Five years from now, where do you see immunotherapies in brain cancer, and where does rindopepimut fit in?

REARDON:

The ReACT study done in recurrent patients is a very important first step, specifically for rindopepimut. The registration study, a randomized phase III study placebo-controlled double blind in newly diagnosed glioblastoma patients, has complete accrual and will be reporting within 6 to 12 months.

More importantly, providing proof of concept that immunotherapy can help brain cancer patients is a very important step. Most of us were taught in medical school that the brain is immuno-privileged and therefore, immunotherapy may not have as much of an impact for brain cancer patients. We now know from research that is not the case and that the relative privilege of the central nervous system is not definitive by any means. There is a dynamic interaction between the systemic immune system and what is reactive in the brain.

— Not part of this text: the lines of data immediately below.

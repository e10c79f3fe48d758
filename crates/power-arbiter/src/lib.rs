//! # Power Arbiter
//!
//! Priority-and-proportional current budget arbitration for the brewing
//! rig's relays, plus the software PWM engine used to drive fractional
//! loads on otherwise binary GPIO.
//!
//! The [`CurrentLimiter`] owns every managed pin's [`Switch`] handle and
//! is the sole writer to it; callers request on/off via `enable_pin` /
//! `disable_pin` and read back the arbitrated result via `get_pin_state`.

pub mod error;
pub mod limiter;
pub mod provider;
pub mod pwm;

pub use error::LimiterError;
pub use limiter::{CurrentLimiter, LimiterSnapshot, PinConfiguration, PinSnapshot, PinState};
pub use provider::{Switch, SwitchError};
pub use pwm::PwmEngine;
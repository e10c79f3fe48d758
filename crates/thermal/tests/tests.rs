use float_cmp::approx_eq;
use thermal::Pid;

#[test]
fn first_update_has_nonzero_derivative() {
    // Worked example: kp=15, ki=1, kd=3, setpoint=65, measured=60, dt=1,
    // integral and last_error both start at zero.
    let mut pid = Pid::new(15.0_f64, 1.0, 3.0, 65.0, -100.0, 100.0);
    pid.set_error_accumulation_cap(1.5);

    let output = pid.update(60.0, 1.0);

    // error = 5, integral = 5 capped to 1.5, deriv = (5 - 0) / 1 = 5
    // raw = 15*5 + 1*1.5 + 3*5 = 75 + 1.5 + 15 = 91.5
    assert!(approx_eq!(f64, output, 91.5, epsilon = 1e-9), "output was {output}");
}

#[test]
fn integral_never_exceeds_cap() {
    let mut pid = Pid::new(0.0_f64, 1.0, 0.0, 100.0, -1000.0, 1000.0);
    pid.set_error_accumulation_cap(2.0);

    let mut last = 0.0;
    for _ in 0..50 {
        last = pid.update(0.0, 1.0);
    }
    // ki=1, so output == integral once it saturates.
    assert!(approx_eq!(f64, last, 2.0, epsilon = 1e-9), "output was {last}");
}

#[test]
fn output_is_clamped_to_bounds() {
    let mut pid = Pid::new(100.0_f64, 0.0, 0.0, 1000.0, -10.0, 10.0);
    let output = pid.update(0.0, 1.0);
    assert!(approx_eq!(f64, output, 10.0, epsilon = 1e-9));
}

#[test]
fn zero_error_converges_to_zero_output() {
    let mut pid = Pid::new(5.0_f64, 0.1, 1.0, 50.0, -100.0, 100.0);
    let output = pid.update(50.0, 1.0);
    assert!(approx_eq!(f64, output, 0.0, epsilon = 1e-9));
}

#[test]
fn nonpositive_dt_suppresses_derivative_only() {
    let mut pid = Pid::new(1.0_f64, 0.0, 10.0, 10.0, -1000.0, 1000.0);
    // First call seeds last_error via a dt<=0 step (derivative forced to 0).
    let output = pid.update(0.0, 0.0);
    // p_term = 1*10 = 10, i_term = 0 (ki=0), d_term = 0 (dt<=0)
    assert!(approx_eq!(f64, output, 10.0, epsilon = 1e-9));
}

#[test]
fn converges_on_a_simple_heater_model() {
    let mut temp = 25.0_f64;
    let ambient = 25.0;
    let setpoint = 100.0;
    let mut pid = Pid::new(5.0, 0.1, 1.0, setpoint, 0.0, 1.0);
    pid.set_error_accumulation_cap(50.0);
    let dt = 1.0;

    for _ in 0..100 {
        let output = pid.update(temp, dt);
        temp += output * 2.0 - (temp - ambient) * 0.05;
    }

    assert!(approx_eq!(f64, temp, setpoint, epsilon = 2.0), "final temp {temp} was not close to setpoint {setpoint}");
}
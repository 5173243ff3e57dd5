pub mod remote;
pub mod service;

pub use remote::RemoteClassifier;
pub use service::{AppState, create_app};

So immunotherapies can integrate into the brain, pass through the blood-brain barrier, and can have a meaningful impact. Now we have proof-of-concept that specific immunotherapy treatment can improve survival for this disease. So my hope, my vision for the next 5 years, is that this is the first step and that many more will come forward looking at a variety of immunotherapy approaches — other vaccine strategies, adoptive T-cell approaches, and very importantly, what is currently being evaluated, the immune checkpoint inhibitors.

TARGETED ONCOLOGY:

Do you think immunotherapies will be used in combinations?

REARDON:

The benefit we’ve seen with rindopepimut underscores the critical need we are going to have to develop effective combination therapies. This benefit is real, it is improving survival for patients, but there are many factors that can impact the ultimate, definitive benefit. The tumor can reoccur and can no longer express the EGFRvIII protein.

If we had vaccines that combined and effectively attacked multiple different targets, then the immune editing and immune escape that can ultimately develop could be less likely of an issue.

In addition, we know that tumors have a number of immunosurpressive factors associated with them, so combining a treatment that has a very potent immunogenic effect, like a tumor-specific vaccine like rindopepimut, with treatments that can decrease some of the immunosurpressive factors in the tumor microenvironment, like the immune checkpoint inhibitors, is a logical and exciting potential to build on this.

I believe very strongly that the next steps are going to be to have to look at combination therapies if we are going to fully achieve the potential of these therapies for our patients.